WHAT YOU ARE ASKED TO DO
Go over each line of the entries below, count those with "buffered", and give only the count.

Source records

-*-*-

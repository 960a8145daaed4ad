//! Declarative kernel binding sets.
//!
//! Each stage declares its reads and writes once; the set resolves into one
//! bind group layout and two parity bind groups at startup. Reads always
//! bind the current half and writes the next half (or the display buffer),
//! so a stage can never alias one physical buffer as both its own input and
//! output. Binding slot 0 is always the stage's param uniform.

use smallvec::SmallVec;
use wgpu::{BindGroup, BindGroupLayout, Buffer};

use crate::error::EngineError;
use crate::field::{FieldId, FieldStore};
use crate::gpu::GpuContext;
use crate::schedule::Slot;

/// One declared buffer binding of a kernel stage.
#[derive(Clone, Copy, Debug, PartialEq, Eq)]
pub enum Binding {
    /// Read the settled (current) half of a field.
    ReadCurrent(FieldId),
    /// Write the in-progress (next) half of a field.
    WriteNext(FieldId),
    /// Write the single-buffered display composite.
    WriteDisplay,
}

impl Binding {
    fn is_write(self) -> bool {
        !matches!(self, Binding::ReadCurrent(_))
    }
}

/// Ordered binding declarations for one stage.
#[derive(Clone, Debug, Default)]
pub struct BindingSet {
    entries: SmallVec<[Binding; 8]>,
}

impl BindingSet {
    /// Empty set.
    pub fn new() -> Self {
        Self::default()
    }

    /// Declare a read of `field`'s current half.
    pub fn read(mut self, field: FieldId) -> Self {
        self.entries.push(Binding::ReadCurrent(field));
        self
    }

    /// Declare a write to `field`'s next half.
    pub fn write(mut self, field: FieldId) -> Self {
        self.entries.push(Binding::WriteNext(field));
        self
    }

    /// Declare a write to the display buffer.
    pub fn write_display(mut self) -> Self {
        self.entries.push(Binding::WriteDisplay);
        self
    }

    /// Declared bindings in bind-slot order (slot 0 is the uniform, so
    /// entry `i` occupies slot `i + 1`).
    pub fn entries(&self) -> &[Binding] {
        &self.entries
    }

    /// Fields this set writes.
    pub fn written_fields(&self) -> SmallVec<[FieldId; 4]> {
        self.entries
            .iter()
            .filter_map(|b| match b {
                Binding::WriteNext(f) => Some(*f),
                _ => None,
            })
            .collect()
    }

    /// Whether the set writes the display buffer.
    pub fn writes_display(&self) -> bool {
        self.entries.contains(&Binding::WriteDisplay)
    }

    /// Startup validation: a stage must write something, must not declare
    /// the same write twice, and must not read and write the same field
    /// role redundantly.
    pub fn validate(&self, stage: &str) -> Result<(), EngineError> {
        let invalid = |reason: String| EngineError::InvalidBindings {
            stage: stage.to_string(),
            reason,
        };
        if !self.entries.iter().any(|b| b.is_write()) {
            return Err(invalid("declares no write target".to_string()));
        }
        for (i, b) in self.entries.iter().enumerate() {
            if self.entries[..i].contains(b) {
                return Err(invalid(format!("duplicate binding {b:?}")));
            }
        }
        Ok(())
    }

    /// Resolve the set into a bind group layout. Slot 0 is the uniform
    /// param buffer; storage entries follow in declaration order.
    pub fn create_layout(&self, ctx: &GpuContext, stage: &str) -> BindGroupLayout {
        let mut entries = Vec::with_capacity(self.entries.len() + 1);
        entries.push(wgpu::BindGroupLayoutEntry {
            binding: 0,
            visibility: wgpu::ShaderStages::COMPUTE,
            ty: wgpu::BindingType::Buffer {
                ty: wgpu::BufferBindingType::Uniform,
                has_dynamic_offset: false,
                min_binding_size: None,
            },
            count: None,
        });
        for (i, b) in self.entries.iter().enumerate() {
            entries.push(wgpu::BindGroupLayoutEntry {
                binding: (i + 1) as u32,
                visibility: wgpu::ShaderStages::COMPUTE,
                ty: wgpu::BindingType::Buffer {
                    ty: wgpu::BufferBindingType::Storage {
                        read_only: !b.is_write(),
                    },
                    has_dynamic_offset: false,
                    min_binding_size: None,
                },
                count: None,
            });
        }
        ctx.device
            .create_bind_group_layout(&wgpu::BindGroupLayoutDescriptor {
                label: Some(&format!("{stage}-bgl")),
                entries: &entries,
            })
    }

    /// Resolve the set against the store into the two parity bind groups,
    /// indexed by the current slot's index for the tick being encoded.
    pub fn create_bind_groups(
        &self,
        ctx: &GpuContext,
        layout: &BindGroupLayout,
        store: &FieldStore,
        params: &Buffer,
        stage: &str,
    ) -> [BindGroup; 2] {
        [Slot::A, Slot::B].map(|current| {
            let mut entries = Vec::with_capacity(self.entries.len() + 1);
            entries.push(wgpu::BindGroupEntry {
                binding: 0,
                resource: params.as_entire_binding(),
            });
            for (i, b) in self.entries.iter().enumerate() {
                let buf = match b {
                    Binding::ReadCurrent(f) => store.slot(*f, current),
                    Binding::WriteNext(f) => store.slot(*f, current.other()),
                    Binding::WriteDisplay => store.display(),
                };
                entries.push(wgpu::BindGroupEntry {
                    binding: (i + 1) as u32,
                    resource: buf.as_entire_binding(),
                });
            }
            ctx.device.create_bind_group(&wgpu::BindGroupDescriptor {
                label: Some(&format!("{stage}-bg-{current:?}")),
                layout,
                entries: &entries,
            })
        })
    }
}
//! Double-buffered field storage on the device.

use wgpu::Buffer;

use crate::error::EngineError;
use crate::gpu::GpuContext;
use crate::grid::GridDims;
use crate::schedule::{RoleAssignment, Slot};

/// Identity of a simulated field.
#[derive(Clone, Copy, Debug, PartialEq, Eq, Hash)]
pub enum FieldId {
    /// Terrain height in [0, 1], f32 per cell
    Elevation,
    /// Temperature in [0, 1], f32 per cell
    Temperature,
    /// Humidity in [0, 1], f32 per cell
    Humidity,
    /// Discrete biome class, u32 per cell
    Biome,
}

impl FieldId {
    /// All fields, in stable binding order.
    pub const ALL: [FieldId; 4] = [
        FieldId::Elevation,
        FieldId::Temperature,
        FieldId::Humidity,
        FieldId::Biome,
    ];

    /// Index into per-field arrays.
    pub fn index(self) -> usize {
        match self {
            FieldId::Elevation => 0,
            FieldId::Temperature => 1,
            FieldId::Humidity => 2,
            FieldId::Biome => 3,
        }
    }

    /// Stable name used in buffer labels and diagnostics.
    pub fn name(self) -> &'static str {
        match self {
            FieldId::Elevation => "elevation",
            FieldId::Temperature => "temperature",
            FieldId::Humidity => "humidity",
            FieldId::Biome => "biome",
        }
    }
}

/// Number of simulated fields.
pub const FIELD_COUNT: usize = FieldId::ALL.len();

/// The two physical halves backing one field.
struct FieldPair {
    slots: [Buffer; 2],
}

/// All field buffers plus the single-buffered display target.
///
/// Every cell is 4 bytes (f32 scalar or u32 biome class), so all buffers in
/// the store share one byte size.
pub struct FieldStore {
    dims: GridDims,
    pairs: [FieldPair; FIELD_COUNT],
    display: Buffer,
}

fn storage_buf(ctx: &GpuContext, label: &str, size: u64) -> Buffer {
    ctx.device.create_buffer(&wgpu::BufferDescriptor {
        label: Some(label),
        size,
        usage: wgpu::BufferUsages::STORAGE
            | wgpu::BufferUsages::COPY_SRC
            | wgpu::BufferUsages::COPY_DST,
        mapped_at_creation: false,
    })
}

impl FieldStore {
    /// Allocate both halves of every field plus the display buffer.
    ///
    /// Allocation runs under an out-of-memory error scope; a rejected
    /// allocation surfaces as [`EngineError::Allocation`] and no partially
    /// constructed store is returned.
    pub fn allocate(ctx: &GpuContext, dims: GridDims) -> Result<Self, EngineError> {
        let size = (dims.cells() * std::mem::size_of::<u32>()) as u64;
        ctx.device.push_error_scope(wgpu::ErrorFilter::OutOfMemory);
        let pairs = FieldId::ALL.map(|f| FieldPair {
            slots: [
                storage_buf(ctx, &format!("field-{}-a", f.name()), size),
                storage_buf(ctx, &format!("field-{}-b", f.name()), size),
            ],
        });
        let display = storage_buf(ctx, "display-composite", size);
        if let Some(e) = pollster::block_on(ctx.device.pop_error_scope()) {
            return Err(EngineError::Allocation {
                label: "field store".to_string(),
                reason: e.to_string(),
            });
        }
        Ok(Self { dims, pairs, display })
    }

    /// Grid the store was allocated for.
    pub fn dims(&self) -> GridDims {
        self.dims
    }

    /// Size in bytes of each buffer in the store.
    pub fn byte_size(&self) -> u64 {
        (self.dims.cells() * std::mem::size_of::<u32>()) as u64
    }

    /// Buffer holding `field` in the given physical slot.
    pub fn slot(&self, field: FieldId, slot: Slot) -> &Buffer {
        &self.pairs[field.index()].slots[slot.index()]
    }

    /// Settled buffer every stage reads under `assignment`.
    pub fn read(&self, field: FieldId, assignment: RoleAssignment) -> &Buffer {
        self.slot(field, assignment.current())
    }

    /// Target buffer a writer stage produces into under `assignment`.
    pub fn write_target(&self, field: FieldId, assignment: RoleAssignment) -> &Buffer {
        self.slot(field, assignment.next())
    }

    /// The RGBA8-packed display buffer the visualization composite fills.
    pub fn display(&self) -> &Buffer {
        &self.display
    }
}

-*-*-

RESPONSE
3